↓

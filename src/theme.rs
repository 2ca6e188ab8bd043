//! Reader theme, size tier and typeface.
//!
//! [`ThemeContext`] owns the mutable, persisted reader settings. The cascade
//! never sees it directly: it reads a [`ThemeSnapshot`], a `Copy` value taken
//! once per render pass.

use serde::{Deserialize, Serialize};

use crate::color::{Color, ColorValue, ThemeColorRole};
use crate::settings::SettingsStore;

/// Reader color theme.
#[derive(Clone, Copy, Debug, Default, PartialEq, Eq, Hash, Serialize, Deserialize)]
#[serde(rename_all = "camelCase")]
pub enum ReaderTheme {
    #[default]
    Light,
    Sepia,
    Dark,
    /// Follows the platform light/dark signal.
    Auto,
}

/// Reader text-size tier.
#[derive(Clone, Copy, Debug, Default, PartialEq, Eq, Hash, Serialize, Deserialize)]
#[serde(rename_all = "camelCase")]
pub enum ReaderSize {
    Tiny,
    Small,
    #[default]
    Medium,
    Large,
    Huge,
}

impl ReaderSize {
    /// Ordinal 1 (tiny) through 5 (huge).
    pub fn rank(self) -> u8 {
        match self {
            Self::Tiny => 1,
            Self::Small => 2,
            Self::Medium => 3,
            Self::Large => 4,
            Self::Huge => 5,
        }
    }
}

/// Weight/slant variant inside a reader typeface family.
#[derive(Clone, Copy, Debug, PartialEq, Eq, Hash, Serialize, Deserialize)]
#[serde(rename_all = "camelCase")]
pub enum FaceVariant {
    Regular,
    Bold,
    Italic,
    BoldItalic,
}

impl FaceVariant {
    /// Variant with the given weight and slant.
    pub fn from_parts(bold: bool, italic: bool) -> Self {
        match (bold, italic) {
            (false, false) => Self::Regular,
            (true, false) => Self::Bold,
            (false, true) => Self::Italic,
            (true, true) => Self::BoldItalic,
        }
    }

    /// Whether the variant is bold.
    pub fn is_bold(self) -> bool {
        matches!(self, Self::Bold | Self::BoldItalic)
    }

    /// Whether the variant is italic.
    pub fn is_italic(self) -> bool {
        matches!(self, Self::Italic | Self::BoldItalic)
    }
}

/// Bundled reader typeface family.
#[derive(Clone, Copy, Debug, Default, PartialEq, Eq, Hash, Serialize, Deserialize)]
#[serde(rename_all = "camelCase")]
pub enum ReaderTypeface {
    Andada,
    #[default]
    Lato,
    PtSerif,
    PtSans,
}

impl ReaderTypeface {
    /// Every bundled typeface.
    pub const ALL: [Self; 4] = [Self::Andada, Self::Lato, Self::PtSerif, Self::PtSans];

    /// Family name as installed.
    pub fn family(self) -> &'static str {
        match self {
            Self::Andada => "AndadaPro",
            Self::Lato => "Lato",
            Self::PtSerif => "PTSerif",
            Self::PtSans => "PTSans",
        }
    }

    /// Installed font name for a variant of this family.
    pub fn font_name(self, variant: FaceVariant) -> &'static str {
        match (self, variant) {
            (Self::Andada, FaceVariant::Regular) => "AndadaPro-Regular",
            (Self::Andada, FaceVariant::Bold) => "AndadaPro-Bold",
            (Self::Andada, FaceVariant::Italic) => "AndadaPro-Italic",
            (Self::Andada, FaceVariant::BoldItalic) => "AndadaPro-BoldItalic",
            (Self::Lato, FaceVariant::Regular) => "Lato-Regular",
            (Self::Lato, FaceVariant::Bold) => "Lato-Bold",
            (Self::Lato, FaceVariant::Italic) => "Lato-Italic",
            (Self::Lato, FaceVariant::BoldItalic) => "Lato-BoldItalic",
            (Self::PtSerif, FaceVariant::Regular) => "PTSerif-Regular",
            (Self::PtSerif, FaceVariant::Bold) => "PTSerif-Bold",
            (Self::PtSerif, FaceVariant::Italic) => "PTSerif-Italic",
            (Self::PtSerif, FaceVariant::BoldItalic) => "PTSerif-BoldItalic",
            (Self::PtSans, FaceVariant::Regular) => "PTSans-Regular",
            (Self::PtSans, FaceVariant::Bold) => "PTSans-Bold",
            (Self::PtSans, FaceVariant::Italic) => "PTSans-Italic",
            (Self::PtSans, FaceVariant::BoldItalic) => "PTSans-BoldItalic",
        }
    }
}

/// Four-slot color palette for one concrete theme.
#[derive(Clone, Copy, Debug, PartialEq, Eq)]
pub struct Palette {
    pub background: Color,
    pub text: Color,
    pub secondary_text: Color,
    pub secondary_background: Color,
}

impl Palette {
    pub const LIGHT: Self = Self {
        background: Color::rgb(0xFF, 0xFF, 0xFF),
        text: Color::rgb(0x2C, 0x2C, 0x2E),
        secondary_text: Color::rgb(0x8E, 0x8E, 0x93),
        secondary_background: Color::rgb(0xF2, 0xF2, 0xF7),
    };

    pub const SEPIA: Self = Self {
        background: Color::rgb(0xFB, 0xF0, 0xD9),
        text: Color::rgb(0x5B, 0x46, 0x36),
        secondary_text: Color::rgb(0x8B, 0x73, 0x55),
        secondary_background: Color::rgb(0xF2, 0xE3, 0xC6),
    };

    pub const DARK: Self = Self {
        background: Color::rgb(0x00, 0x00, 0x00),
        text: Color::rgb(0xE5, 0xE5, 0xEA),
        secondary_text: Color::rgb(0x8E, 0x8E, 0x93),
        secondary_background: Color::rgb(0x1C, 0x1C, 0x1E),
    };

    /// Color for a palette slot.
    pub fn get(&self, role: ThemeColorRole) -> Color {
        match role {
            ThemeColorRole::Text => self.text,
            ThemeColorRole::SecondaryText => self.secondary_text,
            ThemeColorRole::Background => self.background,
            ThemeColorRole::SecondaryBackground => self.secondary_background,
        }
    }
}

/// Persisted reader settings.
#[derive(Clone, Copy, Debug, Default, PartialEq, Eq, Serialize, Deserialize)]
#[serde(default, rename_all = "camelCase")]
pub struct ThemeSettings {
    pub theme: ReaderTheme,
    pub size: ReaderSize,
    pub typeface: ReaderTypeface,
}

/// Immutable view of reader settings for one render pass.
#[derive(Clone, Copy, Debug, Default, PartialEq, Eq)]
pub struct ThemeSnapshot {
    pub theme: ReaderTheme,
    pub size: ReaderSize,
    pub typeface: ReaderTypeface,
    /// Host platform reports a dark appearance.
    pub platform_dark: bool,
}

impl ThemeSnapshot {
    /// Snapshot with the given theme and default size/typeface.
    pub fn with_theme(theme: ReaderTheme) -> Self {
        Self {
            theme,
            ..Self::default()
        }
    }

    /// Theme after resolving `Auto` against the platform signal.
    pub fn effective_theme(&self) -> ReaderTheme {
        match self.theme {
            ReaderTheme::Auto if self.platform_dark => ReaderTheme::Dark,
            ReaderTheme::Auto => ReaderTheme::Light,
            theme => theme,
        }
    }

    /// True when the effective theme is light.
    pub fn is_light(&self) -> bool {
        self.effective_theme() == ReaderTheme::Light
    }

    /// Palette of the effective theme.
    pub fn palette(&self) -> Palette {
        match self.effective_theme() {
            ReaderTheme::Sepia => Palette::SEPIA,
            ReaderTheme::Dark => Palette::DARK,
            ReaderTheme::Light | ReaderTheme::Auto => Palette::LIGHT,
        }
    }

    pub fn background_color(&self) -> Color {
        self.palette().background
    }

    pub fn text_color(&self) -> Color {
        self.palette().text
    }

    pub fn secondary_text_color(&self) -> Color {
        self.palette().secondary_text
    }

    pub fn secondary_background_color(&self) -> Color {
        self.palette().secondary_background
    }

    /// Resolve a template color default against this theme.
    pub fn resolve(&self, value: ColorValue) -> Color {
        match value {
            ColorValue::Theme(role) => self.palette().get(role),
            ColorValue::Fixed(color) => color,
        }
    }

    /// Size tier ordinal, 1 through 5.
    pub fn size_rank(&self) -> u8 {
        self.size.rank()
    }
}

/// Mutable reader settings with optional persistence.
pub struct ThemeContext<'s> {
    settings: ThemeSettings,
    platform_dark: bool,
    store: Option<&'s dyn SettingsStore>,
}

impl core::fmt::Debug for ThemeContext<'_> {
    fn fmt(&self, f: &mut core::fmt::Formatter<'_>) -> core::fmt::Result {
        f.debug_struct("ThemeContext")
            .field("settings", &self.settings)
            .field("platform_dark", &self.platform_dark)
            .field("persistent", &self.store.is_some())
            .finish()
    }
}

impl Default for ThemeContext<'_> {
    fn default() -> Self {
        Self::new(ThemeSettings::default())
    }
}

impl<'s> ThemeContext<'s> {
    /// In-memory context; setters do not persist.
    pub fn new(settings: ThemeSettings) -> Self {
        Self {
            settings,
            platform_dark: false,
            store: None,
        }
    }

    /// Restore settings from `store`, falling back to defaults.
    pub fn load(store: &'s dyn SettingsStore) -> Self {
        let settings = store.load_theme_settings().unwrap_or_default();
        Self {
            settings,
            platform_dark: false,
            store: Some(store),
        }
    }

    pub fn theme(&self) -> ReaderTheme {
        self.settings.theme
    }

    pub fn size(&self) -> ReaderSize {
        self.settings.size
    }

    pub fn typeface(&self) -> ReaderTypeface {
        self.settings.typeface
    }

    /// Current settings.
    pub fn settings(&self) -> ThemeSettings {
        self.settings
    }

    pub fn set_theme(&mut self, theme: ReaderTheme) {
        self.settings.theme = theme;
        self.persist();
    }

    pub fn set_size(&mut self, size: ReaderSize) {
        self.settings.size = size;
        self.persist();
    }

    pub fn set_typeface(&mut self, typeface: ReaderTypeface) {
        self.settings.typeface = typeface;
        self.persist();
    }

    /// Update the injected platform appearance signal. Not persisted.
    pub fn set_platform_dark(&mut self, dark: bool) {
        self.platform_dark = dark;
    }

    fn persist(&self) {
        if let Some(store) = self.store {
            store.store_theme_settings(&self.settings);
        }
    }

    /// Copy of the current state for a render pass.
    pub fn snapshot(&self) -> ThemeSnapshot {
        ThemeSnapshot {
            theme: self.settings.theme,
            size: self.settings.size,
            typeface: self.settings.typeface,
            platform_dark: self.platform_dark,
        }
    }

    pub fn resolved_background_color(&self) -> Color {
        self.snapshot().background_color()
    }

    pub fn resolved_text_color(&self) -> Color {
        self.snapshot().text_color()
    }

    pub fn resolved_secondary_text_color(&self) -> Color {
        self.snapshot().secondary_text_color()
    }

    pub fn resolved_secondary_background_color(&self) -> Color {
        self.snapshot().secondary_background_color()
    }

    pub fn size_rank(&self) -> u8 {
        self.settings.size.rank()
    }
}

#[cfg(test)]
mod tests {
    use super::*;
    use crate::settings::MemorySettingsStore;

    #[test]
    fn auto_theme_follows_platform_signal() {
        let mut ctx = ThemeContext::new(ThemeSettings {
            theme: ReaderTheme::Auto,
            ..ThemeSettings::default()
        });
        assert_eq!(ctx.resolved_text_color(), Palette::LIGHT.text);
        ctx.set_platform_dark(true);
        assert_eq!(ctx.resolved_text_color(), Palette::DARK.text);
        assert_eq!(ctx.resolved_background_color(), Palette::DARK.background);
        assert!(!ctx.snapshot().is_light());
    }

    #[test]
    fn sepia_uses_its_own_palette() {
        let snapshot = ThemeSnapshot::with_theme(ReaderTheme::Sepia);
        assert_eq!(snapshot.text_color(), Palette::SEPIA.text);
        assert_eq!(
            snapshot.secondary_background_color(),
            Palette::SEPIA.secondary_background
        );
        assert_eq!(
            snapshot.resolve(ColorValue::SECONDARY_TEXT),
            Palette::SEPIA.secondary_text
        );
    }

    #[test]
    fn size_rank_is_one_through_five() {
        let ranks: Vec<u8> = [
            ReaderSize::Tiny,
            ReaderSize::Small,
            ReaderSize::Medium,
            ReaderSize::Large,
            ReaderSize::Huge,
        ]
        .iter()
        .map(|s| s.rank())
        .collect();
        assert_eq!(ranks, vec![1, 2, 3, 4, 5]);
    }

    #[test]
    fn setters_persist_through_store() {
        let store = MemorySettingsStore::default();
        {
            let mut ctx = ThemeContext::load(&store);
            assert_eq!(ctx.settings(), ThemeSettings::default());
            ctx.set_theme(ReaderTheme::Dark);
            ctx.set_size(ReaderSize::Huge);
            ctx.set_typeface(ReaderTypeface::PtSerif);
        }
        let restored = ThemeContext::load(&store);
        assert_eq!(restored.theme(), ReaderTheme::Dark);
        assert_eq!(restored.size(), ReaderSize::Huge);
        assert_eq!(restored.typeface(), ReaderTypeface::PtSerif);
        assert_eq!(restored.size_rank(), 5);
    }

    #[test]
    fn font_names_follow_family_and_variant() {
        assert_eq!(
            ReaderTypeface::PtSans.font_name(FaceVariant::from_parts(true, true)),
            "PTSans-BoldItalic"
        );
        assert_eq!(ReaderTypeface::Lato.family(), "Lato");
        assert!(FaceVariant::BoldItalic.is_bold());
        assert!(!FaceVariant::Bold.is_italic());
    }

    #[test]
    fn settings_serialize_in_camel_case() {
        let json = serde_json::to_string(&ThemeSettings {
            theme: ReaderTheme::Sepia,
            size: ReaderSize::Small,
            typeface: ReaderTypeface::PtSerif,
        })
        .expect("serialize");
        assert_eq!(
            json,
            r#"{"theme":"sepia","size":"small","typeface":"ptSerif"}"#
        );
    }
}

↑

• _EXERCISE GOAL_: Where a line of the records includes "appearance", copy it.

• _ANSWER_:
    /// Host platform reports a dark appearance.
    /// Update the injected platform appearance signal. Not persisted.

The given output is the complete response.